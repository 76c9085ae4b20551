//! Behaviour contracts for storage backends and external collaborators.
//!
//! The engine APIs are generic over these traits. [`crate::SqliteDatabase`] implements all the
//! storage traits; the product catalog and user directory are consumed collaborators (the engine
//! only reads them, plus the one account-suspension write used by the tamper check), and the
//! payment gateway trait is implemented by the server against the real gateway client.
mod cart_storage;
mod collaborators;
mod ledger_storage;
mod order_storage;
mod payment_gateway;

use thiserror::Error;

pub use cart_storage::{CartApiError, CartStorage};
pub use collaborators::{ProductCatalog, UserDirectory};
pub use ledger_storage::{LedgerError, LedgerStorage};
pub use order_storage::{OrderApiError, OrderStorage};
pub use payment_gateway::{
    GatewayCustomer,
    GatewayError,
    GatewayLookup,
    GatewaySession,
    GatewaySessionRequest,
    GatewayStatus,
    PaymentGateway,
};

/// Everything a cart backend must provide. Blanket-implemented, so any backend with the right
/// storage and catalog traits qualifies; the umbrella exists so that route handlers can name a
/// single bound.
pub trait CartManagement: CartStorage + ProductCatalog {}
impl<T: CartStorage + ProductCatalog> CartManagement for T {}

/// Everything an order backend must provide.
pub trait OrderManagement: OrderStorage + CartStorage + ProductCatalog + UserDirectory {}
impl<T: OrderStorage + CartStorage + ProductCatalog + UserDirectory> OrderManagement for T {}

/// Everything a payment-reconciliation backend must provide.
pub trait PaymentManagement: OrderStorage + LedgerStorage + UserDirectory {}
impl<T: OrderStorage + LedgerStorage + UserDirectory> PaymentManagement for T {}

/// A plain storage failure from a collaborator lookup. Converted into the layer-specific error
/// taxonomy at each service boundary.
#[derive(Debug, Clone, Error)]
#[error("Storage error: {0}")]
pub struct StorageError(pub String);

impl From<sqlx::Error> for StorageError {
    fn from(e: sqlx::Error) -> Self {
        StorageError(e.to_string())
    }
}
//! `SqliteDatabase` is a concrete storage backend for the Shopfront Engine.
//!
//! Unsurprisingly, it uses SQLite as the backend and implements all the storage traits defined in
//! the [`crate::traits`] module, plus the product-catalog and user-directory collaborator traits.
use std::fmt::Debug;

use chrono::{DateTime, Utc};
use sqlx::SqlitePool;

use super::db::{carts, ledger, new_pool, orders, products, users};
use crate::{
    db_types::{
        AccountStatus,
        Cart,
        LineItem,
        NewOrder,
        Order,
        OrderId,
        OrderStatusType,
        OrderSummary,
        PaidTransaction,
        PaymentStatusType,
        PidxCreated,
        Product,
        TrackingEvent,
        TransactionLedger,
        User,
    },
    traits::{
        CartApiError,
        CartStorage,
        LedgerError,
        LedgerStorage,
        OrderApiError,
        OrderStorage,
        ProductCatalog,
        StorageError,
        UserDirectory,
    },
};

#[derive(Clone)]
pub struct SqliteDatabase {
    url: String,
    pool: SqlitePool,
}

impl Debug for SqliteDatabase {
    fn fmt(&self, f: &mut std::fmt::Formatter<'_>) -> std::fmt::Result {
        writeln!(f, "SqliteDatabase ({:?})", self.pool)
    }
}

impl SqliteDatabase {
    /// Creates a new database API with a connection pool of size `max_connections`.
    pub async fn new_with_url(url: &str, max_connections: u32) -> Result<Self, sqlx::Error> {
        let pool = new_pool(url, max_connections).await?;
        Ok(Self { url: url.to_string(), pool })
    }

    pub fn url(&self) -> &str {
        self.url.as_str()
    }

    pub fn pool(&self) -> &SqlitePool {
        &self.pool
    }

    /// Provisioning hook, also used by tests: inserts or replaces a catalog product.
    pub async fn upsert_product(&self, product: &Product) -> Result<(), StorageError> {
        let mut conn = self.pool.acquire().await?;
        products::upsert_product(product, &mut conn).await
    }

    /// Provisioning hook, also used by tests: inserts or replaces a user record.
    pub async fn upsert_user(&self, user: &User) -> Result<(), StorageError> {
        let mut conn = self.pool.acquire().await?;
        users::upsert_user(user, &mut conn).await
    }
}

impl CartStorage for SqliteDatabase {
    async fn fetch_or_create_cart(&self, user_id: i64) -> Result<Cart, CartApiError> {
        let mut conn = self.pool.acquire().await?;
        carts::fetch_or_create_cart(user_id, &mut conn).await
    }

    async fn insert_line_item(&self, user_id: i64, item: LineItem) -> Result<(), CartApiError> {
        let mut conn = self.pool.acquire().await?;
        carts::insert_line_item(user_id, item, &mut conn).await
    }

    async fn update_item_quantity(&self, user_id: i64, item_id: &str, quantity: i64) -> Result<LineItem, CartApiError> {
        let mut tx = self.pool.begin().await?;
        let item = carts::update_item_quantity(user_id, item_id, quantity, &mut tx).await?;
        tx.commit().await?;
        Ok(item)
    }

    async fn remove_line_item(&self, user_id: i64, item_id: &str) -> Result<bool, CartApiError> {
        let mut conn = self.pool.acquire().await?;
        carts::remove_line_item(user_id, item_id, &mut conn).await
    }

    async fn clear_cart(&self, user_id: i64) -> Result<(), CartApiError> {
        let mut tx = self.pool.begin().await?;
        carts::clear_cart(user_id, &mut tx).await?;
        tx.commit().await?;
        Ok(())
    }

    async fn save_summary(&self, user_id: i64, summary: &OrderSummary) -> Result<(), CartApiError> {
        let mut conn = self.pool.acquire().await?;
        carts::save_summary(user_id, summary, &mut conn).await
    }
}

impl OrderStorage for SqliteDatabase {
    async fn insert_order(&self, order: NewOrder, initial_event: TrackingEvent) -> Result<Order, OrderApiError> {
        let mut tx = self.pool.begin().await?;
        let order = orders::insert_order(order, initial_event, &mut tx).await?;
        tx.commit().await?;
        Ok(order)
    }

    async fn fetch_order_by_number(&self, order_number: &OrderId) -> Result<Option<Order>, OrderApiError> {
        let mut conn = self.pool.acquire().await?;
        orders::fetch_order_by_number(order_number, &mut conn).await
    }

    async fn fetch_orders_for_customer(&self, customer_id: i64) -> Result<Vec<Order>, OrderApiError> {
        let mut conn = self.pool.acquire().await?;
        orders::fetch_orders_for_customer(customer_id, &mut conn).await
    }

    async fn fetch_orders(&self, skip: i64, limit: i64) -> Result<Vec<Order>, OrderApiError> {
        let mut conn = self.pool.acquire().await?;
        orders::fetch_orders(skip, limit, &mut conn).await
    }

    async fn update_order_status(
        &self,
        order_number: &OrderId,
        new_status: OrderStatusType,
        event: TrackingEvent,
        expected_version: i64,
    ) -> Result<Order, OrderApiError> {
        let mut tx = self.pool.begin().await?;
        let order = orders::update_order_status(order_number, new_status, event, expected_version, &mut tx).await?;
        tx.commit().await?;
        Ok(order)
    }

    async fn update_payment_status(
        &self,
        order_number: &OrderId,
        new_status: PaymentStatusType,
        transaction_id: Option<&str>,
        paid_at: Option<DateTime<Utc>>,
        expected_version: i64,
    ) -> Result<Order, OrderApiError> {
        let mut tx = self.pool.begin().await?;
        let order =
            orders::update_payment_status(order_number, new_status, transaction_id, paid_at, expected_version, &mut tx)
                .await?;
        tx.commit().await?;
        Ok(order)
    }
}

impl LedgerStorage for SqliteDatabase {
    async fn append_pidx_created(&self, user_id: i64, entry: PidxCreated) -> Result<(), LedgerError> {
        let mut conn = self.pool.acquire().await?;
        ledger::append_pidx_created(user_id, entry, &mut conn).await
    }

    async fn append_paid_transaction(&self, user_id: i64, entry: PaidTransaction) -> Result<bool, LedgerError> {
        let mut conn = self.pool.acquire().await?;
        ledger::append_paid_transaction(user_id, entry, &mut conn).await
    }

    async fn fetch_ledger(&self, user_id: i64) -> Result<TransactionLedger, LedgerError> {
        let mut conn = self.pool.acquire().await?;
        ledger::fetch_ledger(user_id, &mut conn).await
    }
}

impl ProductCatalog for SqliteDatabase {
    async fn product_by_id(&self, product_id: i64) -> Result<Option<Product>, StorageError> {
        let mut conn = self.pool.acquire().await?;
        products::fetch_product_by_id(product_id, &mut conn).await
    }
}

impl UserDirectory for SqliteDatabase {
    async fn user_by_id(&self, user_id: i64) -> Result<Option<User>, StorageError> {
        let mut conn = self.pool.acquire().await?;
        users::fetch_user_by_id(user_id, &mut conn).await
    }

    async fn user_by_phone(&self, phone: &str) -> Result<Option<User>, StorageError> {
        let mut conn = self.pool.acquire().await?;
        users::fetch_user_by_phone(phone, &mut conn).await
    }

    async fn set_account_status(&self, user_id: i64, status: AccountStatus) -> Result<(), StorageError> {
        let mut conn = self.pool.acquire().await?;
        users::set_account_status(user_id, status, &mut conn).await
    }
}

Goal of the exercise.
Through the line that contains "traits defined in", copy the material above exactly, beginning at its first line and including nothing more.

Reply to the exercise.
repository 76c9085ae4b20551
//! Behaviour contracts for storage backends and external collaborators.
//!
//! The engine APIs are generic over these traits. [`crate::SqliteDatabase`] implements all the
//! storage traits; the product catalog and user directory are consumed collaborators (the engine
//! only reads them, plus the one account-suspension write used by the tamper check), and the
//! payment gateway trait is implemented by the server against the real gateway client.
mod cart_storage;
mod collaborators;
mod ledger_storage;
mod order_storage;
mod payment_gateway;

use thiserror::Error;

pub use cart_storage::{CartApiError, CartStorage};
pub use collaborators::{ProductCatalog, UserDirectory};
pub use ledger_storage::{LedgerError, LedgerStorage};
pub use order_storage::{OrderApiError, OrderStorage};
pub use payment_gateway::{
    GatewayCustomer,
    GatewayError,
    GatewayLookup,
    GatewaySession,
    GatewaySessionRequest,
    GatewayStatus,
    PaymentGateway,
};

/// Everything a cart backend must provide. Blanket-implemented, so any backend with the right
/// storage and catalog traits qualifies; the umbrella exists so that route handlers can name a
/// single bound.
pub trait CartManagement: CartStorage + ProductCatalog {}
impl<T: CartStorage + ProductCatalog> CartManagement for T {}

/// Everything an order backend must provide.
pub trait OrderManagement: OrderStorage + CartStorage + ProductCatalog + UserDirectory {}
impl<T: OrderStorage + CartStorage + ProductCatalog + UserDirectory> OrderManagement for T {}

/// Everything a payment-reconciliation backend must provide.
pub trait PaymentManagement: OrderStorage + LedgerStorage + UserDirectory {}
impl<T: OrderStorage + LedgerStorage + UserDirectory> PaymentManagement for T {}

/// A plain storage failure from a collaborator lookup. Converted into the layer-specific error
/// taxonomy at each service boundary.
#[derive(Debug, Clone, Error)]
#[error("Storage error: {0}")]
pub struct StorageError(pub String);

impl From<sqlx::Error> for StorageError {
    fn from(e: sqlx::Error) -> Self {
        StorageError(e.to_string())
    }
}
//! `SqliteDatabase` is a concrete storage backend for the Shopfront Engine.
//!
//! Unsurprisingly, it uses SQLite as the backend and implements all the storage traits defined in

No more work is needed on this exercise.